Result: In order to rectify its substantial compliance issues, URMC settled potential violations with OCR for $3 million. The large teaching hospital system, which employs over 26,000 individuals, also agreed to a corrective action plan (CAP) and two years of OCR monitoring, notes the release. 

“Because theft and loss are constant threats, failing to encrypt mobile devices needlessly puts patient health information at risk,” says OCR director Roger Severino in the brief. “When covered entities are warned of their deficiencies, but fail to fix the problem, they will be held fully responsible for their neglect.”

Read more about URMC’s settlement, CAP, and monitoring at www.hhs.gov/about/news/2019/11/05/failure-to-encrypt-mobile-devices-leads-to-3-million-dollar-hipaa-settlement.html.

Internet Exposure Leads to Big CMPs

Even state-run agencies collide with HIPAA rules now and again. That’s what happened to the Texas Health and Human Services Commission (TX HHSC), a subsidiary of Texas HHS, after it failed to clean up an ePHI issue that allowed 6,671 individuals’ names, addresses, Social Security numbers, and treatment information to be viewable on the internet, an OCR release says.

The commission assists vulnerable Medicaid beneficiaries, offering a plethora of care like mental health and substance abuse services as well as operating a variety of state-run venues, including nursing homes, childcare facilities, and supported living centers. The Department of Aging and Disability Services (DADS), a part of TX HHSC since 2017, is central to the HIPAA violation details.

“The breach occurred when an internal application was moved from a private, secure server to a public server and a flaw in the software code allowed access to ePHI without access credentials,” OCR relates. The agency follow-up showed that DADS didn’t conduct “an enterprise-wide analysis,” nor did it implement HIPAA Security Rule requirements.

In addition, these audit failures and access problems led to the exposure of the ePHI online, suggests the release. And that resulted in a $1.6 million civil monetary penalty (CMP) from OCR.

“No one should have to worry about their private health information being discoverable through a Google search,” Severino reminds in the report.

Review TX HHSC’s case at www.hhs.gov/about/news/2019/11/07/ocr-imposes-a-1.6-million-dollar-civil-money-penalty-against-tx-hhsc-for-hipaa-violations.html.

Know What Constitutes PHI

Two of the most important elements of HIPAA relate to identifying PHI and breach notification — one organization stumbled over both. Sentara Hospitals agreed to pay OCR $2.175 million and enter into a CAP plus monitoring for an April 2017 breach that exposed the PHI of 577 patients, a release notes.

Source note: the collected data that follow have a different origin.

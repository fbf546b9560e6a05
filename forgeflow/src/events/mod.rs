//! Workflow event emission.
//!
//! Every run session carries its own [`EventSink`]. The orchestrator, the
//! stage controllers and the tool gateway report lifecycle events through it.

mod sink;

pub use sink::{CollectingEventSink, EventSink, LoggingEventSink, NoOpEventSink};

/// Event type names emitted by the engine.
pub mod names {
    /// A session started running.
    pub const RUN_STARTED: &str = "run.started";
    /// A run reached Done.
    pub const RUN_COMPLETED: &str = "run.completed";
    /// A run stopped on a fatal failure or exhausted budget.
    pub const RUN_ABORTED: &str = "run.aborted";
    /// A run stopped on its cancellation signal.
    pub const RUN_CANCELLED: &str = "run.cancelled";
    /// A stage controller started an invocation.
    pub const STAGE_STARTED: &str = "stage.started";
    /// A stage invocation succeeded.
    pub const STAGE_COMPLETED: &str = "stage.completed";
    /// A stage invocation failed, retryably or not.
    pub const STAGE_FAILED: &str = "stage.failed";
    /// The orchestrator moved to a new phase.
    pub const WORKFLOW_TRANSITION: &str = "workflow.transition";
    /// The gateway accepted a tool call.
    pub const TOOL_INVOKED: &str = "tool.invoked";
    /// A tool call returned a result.
    pub const TOOL_COMPLETED: &str = "tool.completed";
    /// A tool call failed.
    pub const TOOL_FAILED: &str = "tool.failed";
}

Sentara, which operates 12 acute care hospitals in North Carolina and Virginia, received a complaint that it had mailed a patient’s PHI to another person, but that was only part of the issue. After analyzing the breach, the organization significantly miscalculated how many individuals were impacted by the incident, which resulted in the underreporting of the breach to those affected.

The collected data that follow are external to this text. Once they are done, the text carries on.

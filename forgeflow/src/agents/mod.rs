//! Agent adapters.
//!
//! This module provides:
//! - The [`AgentAdapter`] trait and the per-invocation [`AgentContext`]
//! - [`LlmAgent`], an adapter over any [`CompletionService`]
//! - Transient-failure retry with backoff and jitter
//! - The [`AgentRegistry`] dispatch table
//! - An OpenAI-compatible HTTP completion client behind the `http` feature

mod adapter;
mod completion;
mod context;
#[cfg(feature = "http")]
mod http;
mod llm;
mod prompts;
mod registry;
mod retry;
mod sanitize;

pub use adapter::AgentAdapter;
#[cfg(test)]
pub use completion::MockCompletionService;
pub use completion::{
    ChatMessage, ChatRole, CompletionConfig, CompletionRequest, CompletionResponse,
    CompletionService, ToolCall,
};
pub use context::{AgentContext, AgentOutput};
#[cfg(feature = "http")]
pub use http::HttpCompletionService;
pub use llm::{AgentConfig, LlmAgent};
pub use prompts::role_preamble;
pub use registry::AgentRegistry;
pub use retry::{retry_transient, BackoffStrategy, JitterStrategy, RetryConfig, RetryState};
pub use sanitize::sanitize_text;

After a risk assessment, Sentara erroneously thought it “only needed to notify eight individuals of the breach because the other disclosures did not contain a patient diagnosis, treatment information, or other medical information,” explain Foley & Lardner LLP attorneys Jennifer J. Hennessy and Kelly A. Thompson, in a post from the law firm’s Health Care Law Today blog. “That is, Sentara determined the other disclosures created only a ‘low risk of compromise’ to the PHI and thus, notification was not required.”

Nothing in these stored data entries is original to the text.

//! Stage-to-agent dispatch table.

use super::AgentAdapter;
use crate::core::StageKind;
use crate::errors::ConfigError;
use std::collections::BTreeMap;
use std::sync::Arc;

/// Maps every stage to the agent that serves it.
#[derive(Clone, Default)]
pub struct AgentRegistry {
    agents: BTreeMap<StageKind, Arc<dyn AgentAdapter>>,
}

impl AgentRegistry {
    /// Creates an empty registry.
    #[must_use]
    pub fn new() -> Self {
        Self::default()
    }

    /// A registry serving every stage with the same agent.
    #[must_use]
    pub fn uniform(agent: Arc<dyn AgentAdapter>) -> Self {
        let agents = StageKind::ALL
            .into_iter()
            .map(|stage| (stage, Arc::clone(&agent)))
            .collect();
        Self { agents }
    }

    /// Registers the agent for a stage, replacing any previous one.
    pub fn register(&mut self, stage: StageKind, agent: Arc<dyn AgentAdapter>) {
        self.agents.insert(stage, agent);
    }

    /// Builder form of [`register`](Self::register).
    #[must_use]
    pub fn with_agent(mut self, stage: StageKind, agent: Arc<dyn AgentAdapter>) -> Self {
        self.register(stage, agent);
        self
    }

    /// The agent for `stage`.
    pub fn resolve(&self, stage: StageKind) -> Result<Arc<dyn AgentAdapter>, ConfigError> {
        self.agents
            .get(&stage)
            .cloned()
            .ok_or(ConfigError::MissingAgent(stage))
    }

    /// Checks that every stage has an agent.
    pub fn validate(&self) -> Result<(), ConfigError> {
        StageKind::ALL
            .into_iter()
            .try_for_each(|stage| self.resolve(stage).map(|_| ()))
    }

    /// Stages with a registered agent.
    #[must_use]
    pub fn stages(&self) -> Vec<StageKind> {
        self.agents.keys().copied().collect()
    }
}

impl std::fmt::Debug for AgentRegistry {
    fn fmt(&self, f: &mut std::fmt::Formatter<'_>) -> std::fmt::Result {
        f.debug_map()
            .entries(self.agents.iter().map(|(stage, agent)| (stage, agent.name())))
            .finish()
    }
}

But OCR felt differently about the matter. “HIPAA compliance depends on accurate and timely self-reporting of breaches because patients and the public have a right to know when sensitive information has been exposed.” Severino says in the release.

He adds, “When healthcare providers blatantly fail to report breaches as required by law, they should expect vigorous enforcement action by OCR.”

See details of the Sentara settlement at www.hhs.gov/about/news/2019/11/27/ocr-secures-2.175-million-dollars-hipaa-settlement-breach-notification-and-privacy-rules.html.